Person: Haven't heard it from u in awhile 
Person: Baby it's not difficult
 
And here we go.... This is where my issues begin... Why.... WHY would you say some shit like that to me KNOWING how I am? Everyone who knows me knows well I don't do all the lovey dovey emotional bullshit. I make my feelings more than clear to the ones I love. IF you have earned your place in my heart than there is NEVER doubt that I love you. Why must I stroke egos with "I love you" every few minutes? Words mean shit to me. Its actions. Its emotions. Its the REAL shit that means something to me. And I have never failed to make my emotions or my actions speak loudly enough that they can be misconstrued. 
 
Me: What isn't  (At this point I know Im getting pissed and I should back the fuck off but the cunt in me needs to see where this is going so I don't snap off for no good reason)
 
Person: To
Person: Say
Person: I
Me: Never claimed it was.
Person: Love
Person You
Person: You're making this difficult.. are u ok
Me: Making what difficult "person"? Why wouldn't I be ok?
Person: Lol.. because you texted yes?
Person: Ok moving on lol
Me: You text me the question how did you expect me to reply?

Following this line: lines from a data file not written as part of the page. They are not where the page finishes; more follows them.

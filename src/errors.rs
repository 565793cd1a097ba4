use std::io;

use bitflags::bitflags;

use super::fourcc::FourCC;

/// Low-16-bits error code of the WAVE codec's `OpenResult` bitfield.
///
/// The open/decode result is a 32-bit bitfield: low 16 bits error code (at
/// most one set), high 16 bits warning flags (may combine).
#[derive(thiserror::Error, Debug)]
pub enum OpenError {
    #[error("could not open file")]
    CantOpen(#[source] io::Error),

    #[error("RIFF/WAVE magic missing")]
    NotWave,

    #[error("malformed chunk layout, duplicate chunk {0:?}, or missing mandatory chunk")]
    BadWave(Option<FourCC>),

    #[error("unsupported format tag or subformat")]
    BadFormat,

    #[error("bit depth is not one of 8/16/24/32")]
    BadBitdepth,

    #[error("sample rate outside [8000, 96000] Hz")]
    BadFrequency,

    #[error("file smaller than declared, or declared size overflows")]
    BadSize,

    #[error("zero audible samples")]
    BadSamples,

    #[error("I/O error")]
    Misc(#[source] io::Error),
}

impl From<io::Error> for OpenError {
    fn from(e: io::Error) -> Self {
        match e.kind() {
            io::ErrorKind::NotFound | io::ErrorKind::PermissionDenied => OpenError::CantOpen(e),
            _ => OpenError::Misc(e),
        }
    }
}

impl From<uuid::Error> for OpenError {
    fn from(_: uuid::Error) -> Self {
        OpenError::BadFormat
    }
}

impl OpenError {
    /// The low-16-bits numeric code for this error.
    pub fn code(&self) -> u16 {
        match self {
            OpenError::CantOpen(_) => 1,
            OpenError::NotWave => 2,
            OpenError::BadWave(_) => 3,
            OpenError::BadFormat => 4,
            OpenError::BadBitdepth => 5,
            OpenError::BadFrequency => 6,
            OpenError::BadSize => 7,
            OpenError::BadSamples => 8,
            OpenError::Misc(_) => 9,
        }
    }
}

bitflags! {
    /// High-16-bits warning flags of the `OpenResult` bitfield. Warnings
    /// never abort an open; they accompany a successful decode.
    #[derive(Debug, Clone, Copy, PartialEq, Eq)]
    pub struct OpenWarnings: u16 {
        /// Unknown chunks are present and will be re-emitted verbatim but
        /// are not interpreted.
        const CHUNK_WARNING = 0b0000_0001;
        /// Channel count exceeds 18; trailing channels are read-only.
        const CHANNEL_WARNING = 0b0000_0010;
    }
}

/// The packed 32-bit open/decode result: `Ok((value, warnings))` on success
/// (possibly with warning flags set), `Err(error)` with no warnings
/// attached, so at most one error code is ever set by construction.
pub type OpenResult<T> = Result<(T, OpenWarnings), OpenError>;

/// Failure type for the modification engine, channel editor and FFT cache.
///
/// Allocation failure (the sole failure mode of applying a modification or
/// decoding PCM into the FFT cache) and I/O failure during save are
/// collapsed into one enum here because both are reported to the caller the
/// same way: a `Result` the editor state is rolled back around, never a
/// panic.
#[derive(thiserror::Error, Debug)]
pub enum EditorError {
    #[error("allocation failed")]
    OutOfMemory,

    #[error("modification range [{from}, {to}) is not valid for a function of length {len}")]
    InvalidRange { from: usize, to: usize, len: usize },

    #[error("frequency range does not map to a valid bin range")]
    InvalidFrequencyRange,

    #[error("I/O error")]
    Io(#[from] io::Error),
}
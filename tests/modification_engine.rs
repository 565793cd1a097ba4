use wavesculpt::{create_new_file, write_file_as, ChangeType, Domain};

#[test]
fn apply_modification_is_undoable_and_redoable() {
    let (_info, mut editor) = create_new_file(1, 44_100, 1).expect("CreateNewFile");

    assert!(!editor.can_undo());
    assert!(!editor.can_redo());

    editor
        .apply_modification(0, 2_000.0, 8_000.0, ChangeType::Multiply, 2.0, 0.0)
        .expect("ApplyModification");

    assert!(editor.can_undo());
    assert!(!editor.can_redo());

    assert!(editor.undo());
    assert!(!editor.can_undo());
    assert!(editor.can_redo());

    assert!(editor.redo());
    assert!(editor.can_undo());
    assert!(!editor.can_redo());
}

#[test]
fn apply_modification_rejects_degenerate_frequency_range() {
    let (_info, mut editor) = create_new_file(1, 44_100, 1).expect("CreateNewFile");
    // A range entirely below the first usable bin collapses to from >= to.
    assert!(editor.apply_modification(0, 0.0, 0.0, ChangeType::Add, 0.1, 0.5).is_err());
}

#[test]
fn set_channel_domain_round_trips_through_public_api() {
    let (_info, mut editor) = create_new_file(1, 44_100, 1).expect("CreateNewFile");
    editor.set_channel_domain(0, Domain::Frequency);
    editor.set_channel_domain(0, Domain::Time);
    // Idempotent calls shouldn't panic or desync undo state.
    assert!(!editor.can_undo());
}

#[test]
fn undo_on_fresh_editor_is_a_no_op() {
    let (_info, mut editor) = create_new_file(1, 44_100, 2).expect("CreateNewFile");
    assert!(!editor.undo());
    assert!(!editor.redo());
}

#[test]
fn add_modification_on_silence_produces_audible_pcm() {
    let (info, mut editor) = create_new_file(1, 44_100, 1).expect("CreateNewFile");
    editor
        .apply_modification(0, 1_000.0, 15_000.0, ChangeType::Add, 0.8, 0.0)
        .expect("ApplyModification");

    let mut path = std::env::temp_dir();
    path.push(format!("wavesculpt_test_add_{}.wav", std::process::id()));
    write_file_as(&info, &path, &mut editor).expect("WriteFileAs");

    let bytes = std::fs::read(&path).unwrap();
    // A silent new file quantizes to all-zero (plus dither noise bounded to
    // one LSB); a strong Add over most of the band should push well past
    // that bound for at least some frames.
    assert!(bytes.iter().any(|&b| b != 0 && b != 0xFF));

    std::fs::remove_file(&path).ok();
}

Me: You're starting to piss me off.
Person: Ok Ok I'm backing off.. sorry
 
Of course backing off would mean he actually stopped and god forbid he do such a thing because that means he would stop picking me apart and he can't have that. I have zero patience for being picked apart and then when the person doesn't get the desired results then proceeds in blaming me for it all... My entire life I have never been an overtly affectionate person. Does that mean I don't love the people in my life or that I don't say it or show it? No. What it does mean is that I don't see a need in repeatedly say I love you every few minutes. I don't see a need in huge displays of affection to make my feelings known. Amazingly enough in all of my living years no one has had a complaint until this one person? How is that? How is it that in 39 years only one person seems to see me as some frigid unfeeling person? I understand that I can be closed off. I tend to shut down around people I don't know. In my daily life I can literally go days without speaking to anyone. If I have nothing to say than whats the point? And If I don't know you I shy away. Now If you piss me off it makes no difference if I know you or not I will open my mouth and let the whole fucking world know what I think. If I find a conversation interesting I will involve myself in it if invited. I just see no need to have to stroke peoples egos, with fake friendships or fake emotions. If I love you, you know it. Will I tell you. Of course, will I do it constantly to keep your fragile emotions saturated? No I will not. 
 
 
I will repeat this time and time again... To anyone who feels the need to pick apart my words or lack there of. To flip shit when it doesn't go your way and then lay the blame on me for it all. 
 
I AM NOT THE ONE
 
I will not be cowed and I sure as fuck won't sit idly by while you make me feel bad for being who I am. This is why I keep distant and this is why I pull away. Do not be mistaken, I will shut you out just as fast as I let you in.